There are certainly aspects of God’s nature and purpose that can be
discerned, but human ability in this is limited (see Deuteronomy 29:29). The quest of the finite for the infinite,
unless aided by the Infinite, is bound to end in disappointment.
Thus
the author concludes that the course a person should set is not to give way to
despair or disillusionment at what they cannot know, but to recognize what God
has given that may be known and enjoyed—the simple pleasures of life as stated
in 3:12-13—to “be joyful and to do good” and to eat, drink and enjoy our work,
“this is God's gift to man.” It isn’t that
God doesn’t intend for a person to have or know more, but that these ‘basics’
are His gift to all.
Man
always chases extremes. On the one hand
a person can become so caught up in the pursuit of eternity that they forego or
miss the pleasures of life which God has given in the ‘now’. Perhaps you know someone like this—someone who
lives an ascetic or ‘Spartan’ lifestyle as they pursue piety or
spirituality. I think of Symeon the Stylite who lived on a
platform at the top of a pillar in the desert.
On
the other hand, one can become so consumed with earthly pleasures and pursuits
that they lose sight of eternity completely.
Here I am reminded of the parable told by Jesus in Luke 12:16-21 in
which a wealthy man focuses all his energy and attention upon his temporal life
with no thought to his condition beyond life: “But God said to him, 'You fool!

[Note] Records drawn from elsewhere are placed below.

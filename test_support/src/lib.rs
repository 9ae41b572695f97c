//! Shared stubs for maki integration tests.
//!
//! `StubEvaluator` stands in for the external evaluation phase: it turns
//! the recipe text stored on graph nodes into [`Command`] values the way
//! Make would, serves a small variable table, and records how `avoid_io`
//! was toggled around it.

use camino::Utf8PathBuf;
use indexmap::IndexMap;

use maki::command::Command;
use maki::dep::{DepGraph, DepNode, NodeId};
use maki::eval::{Evaluator, MakefileCache};
use maki::symbol::{intern, Symbol};

/// Interpret the `@` and `-` recipe prefixes the way Make does.
#[must_use]
pub fn parse_recipe_line(line: &str) -> Command {
    let mut rest = line;
    let mut echo = true;
    let mut ignore_error = false;
    loop {
        if let Some(stripped) = rest.strip_prefix('@') {
            echo = false;
            rest = stripped;
        } else if let Some(stripped) = rest.strip_prefix('-') {
            ignore_error = true;
            rest = stripped;
        } else {
            break;
        }
    }
    Command {
        cmd: rest.to_owned(),
        echo,
        ignore_error,
    }
}

/// An in-memory evaluator backed by the recipe text on the graph nodes.
#[derive(Default)]
pub struct StubEvaluator {
    vars: IndexMap<Symbol, String>,
    exports: Vec<(Symbol, bool)>,
    used_env: Vec<Symbol>,
    /// Current `avoid_io` state, as last set by the generator.
    pub avoid_io: bool,
    /// Whether any `evaluate` call ran with `avoid_io` set.
    pub evaluated_with_avoid_io: bool,
}

impl StubEvaluator {
    #[must_use]
    pub fn new() -> Self {
        Self::default()
    }

    /// Seed a variable, e.g. `SHELL`.
    pub fn set_var(&mut self, name: &str, value: &str) {
        self.vars.insert(intern(name), value.to_owned());
    }

    /// Record an `export` (or `unexport`, with `include` false).
    pub fn export(&mut self, name: &str, include: bool) {
        self.exports.push((intern(name), include));
    }

    /// Mark `name` as a consumed environment variable with `value`.
    pub fn use_env(&mut self, name: &str, value: &str) {
        let symbol = intern(name);
        self.used_env.push(symbol);
        self.vars.insert(symbol, value.to_owned());
    }
}

impl Evaluator for StubEvaluator {
    fn evaluate(&mut self, graph: &DepGraph, node: NodeId) -> Vec<Command> {
        self.evaluated_with_avoid_io |= self.avoid_io;
        graph
            .node(node)
            .cmds
            .iter()
            .map(|line| parse_recipe_line(line))
            .collect()
    }

    fn eval_var(&mut self, name: Symbol) -> String {
        self.vars.get(&name).cloned().unwrap_or_default()
    }

    fn exports(&self) -> Vec<(Symbol, bool)> {
        self.exports.clone()
    }

    fn used_env_vars(&self) -> Vec<Symbol> {
        self.used_env.clone()
    }

    fn set_avoid_io(&mut self, avoid: bool) {
        self.avoid_io = avoid;
    }
}

/// A makefile cache with a fixed file list.
#[derive(Default)]
pub struct StubMakefileCache(pub Vec<Utf8PathBuf>);

impl StubMakefileCache {
    #[must_use]
    pub fn with_files(files: &[&str]) -> Self {
        Self(files.iter().map(Utf8PathBuf::from).collect())
    }
}

impl MakefileCache for StubMakefileCache {
    fn all_filenames(&self) -> Vec<Utf8PathBuf> {
        self.0.clone()
    }
}

/// Add a root target with the given recipe lines.
pub fn add_target(graph: &mut DepGraph, output: &str, cmds: &[&str]) -> NodeId {
    let id = add_node(graph, output, cmds);
    graph.add_root(id);
    id
}

/// Add a non-root node with the given recipe lines.
pub fn add_node(graph: &mut DepGraph, output: &str, cmds: &[&str]) -> NodeId {
    let mut node = DepNode::new(intern(output));
    node.cmds = cmds.iter().map(|&line| line.to_owned()).collect();
    graph.add_node(node)
}

/// Add a phony root with no recipe, e.g. `all`.
pub fn add_phony_target(graph: &mut DepGraph, output: &str) -> NodeId {
    let mut node = DepNode::new(intern(output));
    node.is_phony = true;
    let id = graph.add_node(node);
    graph.add_root(id);
    id
}
//! The resolved dependency graph handed to the generator.
//!
//! Nodes live in an arena and refer to each other by [`NodeId`], so shared
//! subgraphs and cycles are representable without owning back-edges. The
//! root list preserves the order the caller supplied; the first root names
//! the default target.

use crate::symbol::Symbol;

/// Arena index of a [`DepNode`].
#[derive(Clone, Copy, PartialEq, Eq, Hash, Debug)]
pub struct NodeId(usize);

/// One target in the resolved dependency graph.
#[derive(Debug, Clone)]
pub struct DepNode {
    /// The target name.
    pub output: Symbol,
    /// Normal prerequisites, in makefile order.
    pub deps: Vec<NodeId>,
    /// Prerequisites that order the build without triggering rebuilds.
    pub order_onlys: Vec<NodeId>,
    /// Unevaluated recipe lines; the evaluator turns these into
    /// [`crate::command::Command`] values.
    pub cmds: Vec<String>,
    /// True when the target was declared `.PHONY`.
    pub is_phony: bool,
}

impl DepNode {
    /// A node with no prerequisites and no recipe.
    #[must_use]
    pub fn new(output: Symbol) -> Self {
        Self {
            output,
            deps: Vec::new(),
            order_onlys: Vec::new(),
            cmds: Vec::new(),
            is_phony: false,
        }
    }
}

/// The node arena plus the caller-ordered root list.
#[derive(Debug, Default)]
pub struct DepGraph {
    nodes: Vec<DepNode>,
    roots: Vec<NodeId>,
}

impl DepGraph {
    #[must_use]
    pub fn new() -> Self {
        Self::default()
    }

    /// Add a node to the arena and return its id.
    pub fn add_node(&mut self, node: DepNode) -> NodeId {
        let id = NodeId(self.nodes.len());
        self.nodes.push(node);
        id
    }

    /// Append `id` to the root list.
    pub fn add_root(&mut self, id: NodeId) {
        self.roots.push(id);
    }

    /// Borrow the node behind `id`.
    ///
    /// # Panics
    ///
    /// Panics when `id` does not belong to this graph.
    #[must_use]
    pub fn node(&self, id: NodeId) -> &DepNode {
        &self.nodes[id.0]
    }

    /// Mutably borrow the node behind `id`, e.g. to wire up edges after
    /// all nodes exist.
    ///
    /// # Panics
    ///
    /// Panics when `id` does not belong to this graph.
    pub fn node_mut(&mut self, id: NodeId) -> &mut DepNode {
        &mut self.nodes[id.0]
    }

    /// The caller-supplied roots, in order.
    #[must_use]
    pub fn roots(&self) -> &[NodeId] {
        &self.roots
    }
}
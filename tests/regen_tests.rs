#![allow(
    clippy::expect_used,
    reason = "integration tests prefer expect for expressive failures"
)]

//! Tests for the regeneration rules and the environment snapshot.

use maki::config::GeneratorConfig;
use maki::dep::DepGraph;
use maki::ninja_gen::{NinjaGenerator, NinjaOutput};
use rstest::{fixture, rstest};
use test_support::{add_target, StubEvaluator, StubMakefileCache};

fn generate(
    graph: &DepGraph,
    ev: &mut StubEvaluator,
    cache: &StubMakefileCache,
    config: &GeneratorConfig,
) -> NinjaOutput {
    NinjaGenerator::new(graph, ev, cache, config)
        .generate(false, "maki -f Makefile")
        .expect("generate ninja output")
}

#[fixture]
fn ev() -> StubEvaluator {
    let mut ev = StubEvaluator::new();
    ev.set_var("SHELL", "/bin/sh");
    ev
}

#[fixture]
fn graph() -> DepGraph {
    let mut graph = DepGraph::new();
    add_target(&mut graph, "out", &["touch out"]);
    graph
}

fn regen_config() -> GeneratorConfig {
    GeneratorConfig {
        gen_regen_rule: true,
        ..GeneratorConfig::default()
    }
}

#[rstest]
fn no_regen_rules_by_default(mut ev: StubEvaluator, graph: DepGraph) {
    let cache = StubMakefileCache::with_files(&["Makefile"]);
    let output = generate(&graph, &mut ev, &cache, &GeneratorConfig::default());
    assert!(!output.ninja.contains("regen_ninja"));
    assert!(!output.ninja.contains("regen_envlist"));
}

#[rstest]
fn regen_rule_reruns_the_original_invocation(mut ev: StubEvaluator, graph: DepGraph) {
    let cache = StubMakefileCache::with_files(&["Makefile"]);
    let output = generate(&graph, &mut ev, &cache, &regen_config());
    assert!(output.ninja.contains(
        "rule regen_ninja\n command = maki -f Makefile\n generator = 1\n"
    ));
    assert!(output
        .ninja
        .contains("build ./build.ninja: regen_ninja Makefile\n"));
    assert!(!output.ninja.contains("regen_envlist"));
    assert_eq!(output.envlist, None);
}

#[rstest]
fn makefile_inputs_are_sorted(mut ev: StubEvaluator, graph: DepGraph) {
    let cache = StubMakefileCache::with_files(&["rules/b.mk", "Makefile", "rules/a.mk"]);
    let output = generate(&graph, &mut ev, &cache, &regen_config());
    assert!(output.ninja.contains(
        "build ./build.ninja: regen_ninja Makefile rules/a.mk rules/b.mk\n"
    ));
}

#[rstest]
fn strict_mode_fails_the_build_on_env_change(mut ev: StubEvaluator, graph: DepGraph) {
    ev.use_env("V", "1");
    let cache = StubMakefileCache::with_files(&["Makefile"]);
    let config = GeneratorConfig {
        error_on_env_change: true,
        ..regen_config()
    };

    let output = generate(&graph, &mut ev, &cache, &config);
    assert!(output.ninja.contains("# Environment variables used:\n# V=1\n"));
    assert!(output
        .ninja
        .contains("build ./build.ninja: regen_ninja Makefile ./.kati_env\n"));
    assert!(output.ninja.contains("build .always_build: phony\n"));
    assert!(output.ninja.contains(
        "rule regen_envlist\n command = rm -f $out.tmp && echo V=$$V >> $out.tmp \
         && (diff $out.tmp $out || (echo Environment variable changes are detected && false))\n \
         restat = 1\n generator = 1\n description = Check $out\n"
    ));
    assert!(output
        .ninja
        .contains("build ./.kati_env: regen_envlist .always_build\n"));
    assert_eq!(output.envlist.as_deref(), Some("V=1\n"));
}

#[rstest]
fn forgiving_mode_refreshes_the_snapshot(mut ev: StubEvaluator, graph: DepGraph) {
    ev.use_env("V", "1");
    let cache = StubMakefileCache::with_files(&["Makefile"]);

    let output = generate(&graph, &mut ev, &cache, &regen_config());
    assert!(output
        .ninja
        .contains(" && (diff $out.tmp $out || mv $out.tmp $out)\n"));
    assert!(!output.ninja.contains("Environment variable changes are detected"));
}

#[rstest]
fn used_envs_are_listed_lexicographically(mut ev: StubEvaluator, graph: DepGraph) {
    ev.use_env("ZED", "26");
    ev.use_env("ALPHA", "1");
    let cache = StubMakefileCache::with_files(&["Makefile"]);

    let output = generate(&graph, &mut ev, &cache, &regen_config());
    assert_eq!(output.envlist.as_deref(), Some("ALPHA=1\nZED=26\n"));
    assert!(output.ninja.contains(
        " command = rm -f $out.tmp && echo ALPHA=$$ALPHA >> $out.tmp \
         && echo ZED=$$ZED >> $out.tmp && (diff"
    ));
    assert!(output
        .ninja
        .contains("# Environment variables used:\n# ALPHA=1\n# ZED=26\n"));
}
//! # Repository Module
//!
//! Storage access for WhatStock.
//!
//! ## Layering
//! ```text
//! ┌─────────────────────────────────────────────────────────────────────────┐
//! │                                                                         │
//! │  LocalRouter                                                           │
//! │       │  db.inventory().create(input)                                   │
//! │       ▼                                                                 │
//! │  InventoryStore       ← item semantics, write lock, corruption policy  │
//! │       │  get / put / remove ("whatstock_inventory")                     │
//! │       ▼                                                                 │
//! │  ContainerRepository  ← opaque named slots                              │
//! │       │  SQL                                                            │
//! │       ▼                                                                 │
//! │  kv_store table                                                         │
//! │                                                                         │
//! └─────────────────────────────────────────────────────────────────────────┘
//! ```
//!
//! ## Available Repositories
//!
//! - [`ContainerRepository`](container::ContainerRepository) - Named text slots
//! - [`InventoryStore`](inventory::InventoryStore) - Item operations

pub mod container;
pub mod inventory;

This very night your life will be demanded from you. Then who will get what you
have prepared for yourself?'” (Luke 12:20 NIV).
In a sobering conclusion Jesus tells us that “this is how it will be
with anyone who stores up things for himself but is not rich toward God.” (Luke
12:21 NIV)
God
has given us this sense of something ‘beyond the sun’—something eternal—to
remind us that life has a deeper, more significant meaning. He has also given us pleasures in this life
that we may enjoy our days and years. There
is nothing wrong with enjoying the things of the world, just as there is no
shame in the pursuit of the spiritual, but there must be balance as we seek
eternity while living life now. We must
look for God, the giver of all and the hope for our significance.